Imagine I sent you back in time to July 2015 with the goal of saving liberal democracy in America. Donald Trump announced his candidacy a month ago, the polls are showing him with a narrow lead, and the media—while noting his extreme rhetoric—are mostly treating this as a fun diversion.

You can’t prove you’re from the future, and you’re limited to broadly legal means. Can you persuade enough people to take it more seriously?

After all, you know what’s coming—January 6, the overturning of Roe v. Wade, checks and balances failing, massive open corruption, troops on the streets, abductions by masked men, and concentration camps. But when you warn of these horrors, it sounds outlandish. People won’t believe you. If you insist, you’ll be dismissed as hysterical. Despite knowing the future, you won’t be able to prevent it.

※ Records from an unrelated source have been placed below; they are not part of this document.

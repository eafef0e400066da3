//! Thin ownership layer over raw POSIX file descriptors.

use std::{
	ffi::CString,
	io, mem,
	os::{
		fd::{AsRawFd, FromRawFd, IntoRawFd, OwnedFd, RawFd},
		unix::ffi::OsStrExt,
	},
	path::Path,
};

use bitflags::bitflags;

use crate::params::FileMode;

bitflags! {
	/// Flags handed to `open(2)` when the target file is acquired.
	#[derive(Debug, Clone, Copy, PartialEq, Eq)]
	pub struct CreationFlags: i32 {
		/// Create the file if it does not exist yet.
		const CREATE = libc::O_CREAT;
		/// Discard the previous content of an existing file.
		const TRUNCATE = libc::O_TRUNC;
		/// Open the descriptor for both reading and writing.
		const READ_WRITE = libc::O_RDWR;
	}
}

impl Default for CreationFlags {
	fn default() -> Self {
		Self::CREATE | Self::TRUNCATE | Self::READ_WRITE
	}
}

/// An owned file descriptor obtained from `open(2)`.
///
/// The descriptor is released on drop. [`FileHandle::close`] closes it
/// eagerly instead and surfaces the result of `close(2)`.
#[derive(Debug)]
pub struct FileHandle {
	fd: RawFd,
}

impl FileHandle {
	/// Creates `path` with the given flags and permission bits.
	pub fn create(path: &Path, flags: CreationFlags, mode: FileMode) -> io::Result<Self> {
		let path_c = CString::new(path.as_os_str().as_bytes()).map_err(|e| {
			io::Error::new(
				io::ErrorKind::InvalidInput,
				format!("invalid target path: {e}"),
			)
		})?;

		let fd = unsafe { libc::open(path_c.as_ptr(), flags.bits(), mode.get() as libc::c_int) };
		if fd < 0 {
			// Read errno before anything else touches it.
			let err = io::Error::last_os_error();
			if fd != -1 {
				warn!("Unexpected return value {fd} from open(2)");
			}
			return Err(err);
		}
		trace!("Opened {} as fd {fd}", path.display());

		Ok(Self { fd })
	}

	/// Hands `buf` to a single `write(2)` call and returns the number of
	/// bytes the kernel accepted.
	pub fn write(&self, buf: &[u8]) -> io::Result<usize> {
		let step = unsafe { libc::write(self.fd, buf.as_ptr().cast(), buf.len()) };
		if step < 0 {
			return Err(io::Error::last_os_error());
		}
		Ok(step as usize)
	}

	/// Writes all of `buf`, repeating `write(2)` on short writes and
	/// retrying after interrupts.
	pub fn write_all(&self, mut buf: &[u8]) -> io::Result<()> {
		while !buf.is_empty() {
			match self.write(buf) {
				Ok(0) => {
					return Err(io::Error::new(
						io::ErrorKind::WriteZero,
						"write(2) accepted no bytes",
					));
				}
				Ok(step) => buf = &buf[step..],
				Err(e) if e.kind() == io::ErrorKind::Interrupted => {}
				Err(e) => return Err(e),
			}
		}
		Ok(())
	}

	/// Closes the descriptor and reports whether `close(2)` succeeded.
	pub fn close(self) -> io::Result<()> {
		let fd = self.into_raw_fd();
		if unsafe { libc::close(fd) } < 0 {
			return Err(io::Error::last_os_error());
		}
		trace!("Closed fd {fd}");
		Ok(())
	}
}

impl AsRawFd for FileHandle {
	fn as_raw_fd(&self) -> RawFd {
		self.fd
	}
}

impl FromRawFd for FileHandle {
	unsafe fn from_raw_fd(fd: RawFd) -> Self {
		Self { fd }
	}
}

impl IntoRawFd for FileHandle {
	fn into_raw_fd(self) -> RawFd {
		let fd = self.fd;
		mem::forget(self);
		fd
	}
}

impl Drop for FileHandle {
	fn drop(&mut self) {
		// OwnedFd closes the descriptor when it goes out of scope.
		unsafe { OwnedFd::from_raw_fd(self.fd) };
	}
}
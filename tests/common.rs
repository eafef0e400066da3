use std::{
	fs::{metadata, read},
	os::unix::fs::PermissionsExt,
	path::Path,
	process::{Command, Output},
};

/// Verifies successful file creation and its exact content.
pub fn verify_file_equals(testfile: &Path, contents: &[u8]) {
	assert!(testfile.exists());
	let file_content = read(testfile).unwrap();
	assert_eq!(file_content, contents);
}

/// Verifies that a file carries owner read/write permissions and nothing else.
pub fn verify_owner_rw(testfile: &Path) {
	let mode = metadata(testfile).unwrap().permissions().mode();
	assert_eq!(mode & 0o7777, 0o600);
}

/// Runs one of the demo binaries inside `dir` with a scrubbed environment.
/// Returns the captured output for the caller to inspect.
pub fn run_demo(exe: &str, dir: &Path, args: &[&str]) -> Output {
	println!("Launching {exe} in {}", dir.display());
	Command::new(exe)
		.args(args)
		.current_dir(dir)
		// Logging and path overrides leaking in from the parent would make
		// runs non-reproducible.
		.env_remove("RUST_LOG")
		.env_remove("FDWRITE_OUTPUT_PATH")
		.env_remove("FDWRITE_HELLO_PATH")
		.output()
		.expect("failed to execute demo binary")
}
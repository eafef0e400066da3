//! Canonical targets and payloads of the demo programs.

/// Target path of the `write_file` demo.
pub const OUTPUT_PATH: &str = "output.txt";

/// Payload of the `write_file` demo, written verbatim.
pub const OUTPUT_PAYLOAD: &[u8] = b"Great!\n";

/// Target path of the `hello_world` demo.
pub const HELLO_WORLD_PATH: &str = "hello_world.txt";

/// Payload of the `hello_world` demo, written verbatim.
pub const HELLO_WORLD_PAYLOAD: &[u8] = b"Hello World!\n";
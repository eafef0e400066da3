#![warn(rust_2018_idioms)]

use std::{path::PathBuf, process};

use clap::Parser;

use fdwritelib::consts::{OUTPUT_PATH, OUTPUT_PAYLOAD};
use fdwritelib::params::{FileMode, Params};
use fdwritelib::write_file;

/// Creates a confirmation file through the raw descriptor interface.
///
/// Opens the target with O_CREAT | O_TRUNC | O_RDWR, writes `Great!\n` into
/// it and closes the descriptor again. Without arguments the target is
/// `output.txt` in the current directory.
#[derive(Parser, Debug)]
#[clap(version, about)]
struct Args {
	/// Permission bits of the created file, in octal
	#[clap(short, long, default_value_t)]
	mode: FileMode,

	/// The file to create
	#[clap(default_value = OUTPUT_PATH, env = "FDWRITE_OUTPUT_PATH")]
	path: PathBuf,
}

impl From<Args> for Params {
	fn from(args: Args) -> Self {
		let Args { mode, path } = args;
		Self {
			path,
			payload: OUTPUT_PAYLOAD.to_vec(),
			mode,
		}
	}
}

fn run_write_file() -> i32 {
	env_logger::init();

	let params = Params::from(Args::parse());
	match write_file(&params) {
		Ok(_) => 0,
		Err(err) => {
			eprintln!("write_file: {err}");
			1
		}
	}
}

fn main() {
	process::exit(run_write_file())
}
#![warn(rust_2018_idioms)]

//! # fdwrite
//!
//! Small demonstrations of the POSIX `open`/`write`/`close` triad: each of
//! the two binaries in this crate creates a file through the raw descriptor
//! interface and writes a fixed byte payload to it. The library holds the
//! descriptor layer and the run description the programs share.

#[macro_use]
extern crate log;

pub mod consts;
pub mod fd;
pub mod params;
pub mod writer;

pub use fd::{CreationFlags, FileHandle};
pub use params::{FileMode, Params};
pub use writer::{WriteFileError, WriteFileResult, write_file};

#[cfg(not(unix))]
compile_error!("fdwrite drives POSIX file-descriptor syscalls and only builds on Unix-like systems");
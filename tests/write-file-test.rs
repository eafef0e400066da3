mod common;

use std::{fs, os::unix::fs::PermissionsExt};

use common::{run_demo, verify_file_equals, verify_owner_rw};

const WRITE_FILE_BIN: &str = env!("CARGO_BIN_EXE_write_file");

#[test]
fn new_file_test() {
	let dir = tempfile::tempdir().unwrap();

	let output = run_demo(WRITE_FILE_BIN, dir.path(), &[]);

	assert!(output.status.success());
	assert!(output.stdout.is_empty());
	assert!(output.stderr.is_empty());
	verify_file_equals(&dir.path().join("output.txt"), b"Great!\n");
	verify_owner_rw(&dir.path().join("output.txt"));
}

#[test]
fn rerun_truncates_test() {
	let dir = tempfile::tempdir().unwrap();
	let target = dir.path().join("output.txt");
	fs::write(&target, "x".repeat(64)).unwrap();

	let output = run_demo(WRITE_FILE_BIN, dir.path(), &[]);

	assert!(output.status.success());
	verify_file_equals(&target, b"Great!\n");
}

#[test]
fn explicit_path_test() {
	let dir = tempfile::tempdir().unwrap();

	let output = run_demo(WRITE_FILE_BIN, dir.path(), &["renamed.txt"]);

	assert!(output.status.success());
	verify_file_equals(&dir.path().join("renamed.txt"), b"Great!\n");
	// The default target must not appear when a path is given.
	assert!(!dir.path().join("output.txt").exists());
}

#[test]
fn custom_mode_test() {
	let dir = tempfile::tempdir().unwrap();
	let target = dir.path().join("output.txt");

	let output = run_demo(WRITE_FILE_BIN, dir.path(), &["--mode", "700"]);

	assert!(output.status.success());
	verify_file_equals(&target, b"Great!\n");
	let mode = fs::metadata(&target).unwrap().permissions().mode();
	assert_eq!(mode & 0o7777, 0o700);
}

#[test]
fn creation_failure_test() {
	let dir = tempfile::tempdir().unwrap();

	let output = run_demo(WRITE_FILE_BIN, dir.path(), &["absent/output.txt"]);

	assert_eq!(output.status.code(), Some(1));
	assert!(output.stdout.is_empty());
	let stderr = String::from_utf8_lossy(&output.stderr);
	assert_eq!(stderr.lines().count(), 1);
	assert!(stderr.starts_with("write_file: failed to create absent/output.txt"));
	assert!(!dir.path().join("absent").join("output.txt").exists());
}

#[test]
fn invalid_mode_test() {
	let dir = tempfile::tempdir().unwrap();

	let output = run_demo(WRITE_FILE_BIN, dir.path(), &["--mode", "98"]);

	// Argument errors are clap's to report, distinct from a failed run.
	assert_eq!(output.status.code(), Some(2));
	assert!(!dir.path().join("output.txt").exists());
}
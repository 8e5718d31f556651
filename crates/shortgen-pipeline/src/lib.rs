//! Processing pipeline for the ShortGen backend.
//!
//! A submitted video moves through four phases: download (yt-dlp),
//! transcription (Whisper-compatible API, with a placeholder fallback),
//! analysis (DeepSeek or Ollama) and, on request, clip export (FFmpeg).
//! The [`Coordinator`] drives the first three; [`ClipExporter`] handles
//! renders. State lives behind the [`VideoStore`] trait and status
//! changes fan out through the [`StatusBroker`].

pub mod analysis;
pub mod config;
pub mod coordinator;
pub mod download_backend;
pub mod error;
pub mod export;
pub mod notify;
pub mod store;
pub mod telemetry;
pub mod transcription;

pub use analysis::{AnalysisBackend, AnalysisStage, DeepSeekClient, OllamaClient};
pub use config::PipelineConfig;
pub use coordinator::Coordinator;
pub use download_backend::{DownloadBackend, YtDlpBackend};
pub use error::{PipelineError, PipelineResult};
pub use export::{ClipExporter, ClipRenderer, FfmpegClipRenderer};
pub use notify::StatusBroker;
pub use store::{MemoryStore, VideoStore};
pub use telemetry::init_tracing;
pub use transcription::{
    placeholder_transcript, AudioTranscriber, Transcriber, TranscriptionBackend, WhisperClient,
};
//! Video encoding configuration.

use schemars::JsonSchema;
use serde::{Deserialize, Serialize};

/// Default video codec (H.264)
pub const DEFAULT_VIDEO_CODEC: &str = "libx264";
/// Default audio codec
pub const DEFAULT_AUDIO_CODEC: &str = "aac";
/// Default CRF (Constant Rate Factor)
pub const DEFAULT_CRF: u8 = 18;
/// Default audio bitrate for delivery clips
pub const DEFAULT_AUDIO_BITRATE: &str = "192k";
/// Default pixel format for broad player compatibility
pub const DEFAULT_PIXEL_FORMAT: &str = "yuv420p";

/// Output frame size for vertical delivery clips.
pub const OUTPUT_WIDTH: u32 = 1080;
pub const OUTPUT_HEIGHT: u32 = 1920;

/// Video encoding configuration.
#[derive(Debug, Clone, Serialize, Deserialize, JsonSchema)]
pub struct EncodingConfig {
    /// Video codec (e.g., "libx264")
    #[serde(default = "default_video_codec")]
    pub codec: String,

    /// Encoding preset (e.g., "fast", "medium")
    #[serde(default = "default_preset")]
    pub preset: String,

    /// Constant Rate Factor (quality, 0-51, lower is better)
    #[serde(default = "default_crf")]
    pub crf: u8,

    /// Audio codec
    #[serde(default = "default_audio_codec")]
    pub audio_codec: String,

    /// Audio bitrate
    #[serde(default = "default_audio_bitrate")]
    pub audio_bitrate: String,

    /// Pixel format
    #[serde(default = "default_pixel_format")]
    pub pixel_format: String,

    /// Relocate the moov atom for progressive playback
    #[serde(default)]
    pub faststart: bool,
}

fn default_video_codec() -> String {
    DEFAULT_VIDEO_CODEC.to_string()
}
fn default_preset() -> String {
    "medium".to_string()
}
fn default_crf() -> u8 {
    DEFAULT_CRF
}
fn default_audio_codec() -> String {
    DEFAULT_AUDIO_CODEC.to_string()
}
fn default_audio_bitrate() -> String {
    DEFAULT_AUDIO_BITRATE.to_string()
}
fn default_pixel_format() -> String {
    DEFAULT_PIXEL_FORMAT.to_string()
}

impl Default for EncodingConfig {
    fn default() -> Self {
        Self::final_delivery()
    }
}

impl EncodingConfig {
    /// Profile for final delivery clips: medium preset, faststart for
    /// progressive playback.
    pub fn final_delivery() -> Self {
        Self {
            codec: DEFAULT_VIDEO_CODEC.to_string(),
            preset: "medium".to_string(),
            crf: DEFAULT_CRF,
            audio_codec: DEFAULT_AUDIO_CODEC.to_string(),
            audio_bitrate: DEFAULT_AUDIO_BITRATE.to_string(),
            pixel_format: DEFAULT_PIXEL_FORMAT.to_string(),
            faststart: true,
        }
    }

    /// Profile for raw window extraction: faster preset, subtitles left
    /// to the caller.
    pub fn raw_extract() -> Self {
        Self {
            preset: "fast".to_string(),
            ..Self::final_delivery()
        }
    }

    /// Convert to FFmpeg output arguments.
    pub fn to_ffmpeg_args(&self) -> Vec<String> {
        let mut args = vec![
            "-c:v".to_string(),
            self.codec.clone(),
            "-preset".to_string(),
            self.preset.clone(),
            "-crf".to_string(),
            self.crf.to_string(),
            "-pix_fmt".to_string(),
            self.pixel_format.clone(),
            "-c:a".to_string(),
            self.audio_codec.clone(),
            "-b:a".to_string(),
            self.audio_bitrate.clone(),
        ];

        if self.faststart {
            args.extend_from_slice(&["-movflags".to_string(), "+faststart".to_string()]);
        }

        args
    }
}

#[cfg(test)]
mod tests {
    use super::*;

    #[test]
    fn test_final_delivery_profile() {
        let config = EncodingConfig::final_delivery();
        assert_eq!(config.codec, "libx264");
        assert_eq!(config.preset, "medium");
        assert_eq!(config.crf, 18);
        assert!(config.faststart);
    }

    #[test]
    fn test_raw_extract_profile() {
        let config = EncodingConfig::raw_extract();
        assert_eq!(config.preset, "fast");
        assert!(config.faststart);
    }

    #[test]
    fn test_ffmpeg_args() {
        let args = EncodingConfig::final_delivery().to_ffmpeg_args();
        assert!(args.contains(&"-crf".to_string()));
        assert!(args.contains(&"18".to_string()));
        assert!(args.contains(&"+faststart".to_string()));
        assert!(args.contains(&"192k".to_string()));
    }
}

This is not that far from the position many ordinary Americans found themselves in at the start of the Trump era. They weren’t time travelers but saw what was coming clearly enough. They called Trump’s movement fascist from the very start, and often predicted specific milestones of our democratic decline well in advance. They were convinced they were right—and often beside themselves with worry. Accordingly, they did everything they could to get others to listen.

But not enough people did, and many attacked them—even as events proved them right, again and again. As late as February 2025, respected legal commentator Noah Feldman was casually asserting our constitutional system was “working fine” and Jon Stewart was scolding people who used the word “fascist,” claiming all they had done “over the last ten years is cry wolf.”

There is an ancient archetype at work here. In Greek mythology, Cassandra was given the gift of prophecy—of seeing the future—but cursed that she would never be believed. Her name is sometimes used as a pejorative for an overacting alarmist, which, appropriately enough, misses the point. Cassandra was, after all, right. When the Greek army seemingly abandoned the siege of Troy, leaving behind the Trojan horse, she pleaded with the Trojans not to bring it into the city. They did so anyway, and armed men burst out of it, dooming them all.

Why did we see this story again? Why did some immediately see America’s dark future, while others fought them so long and so hard?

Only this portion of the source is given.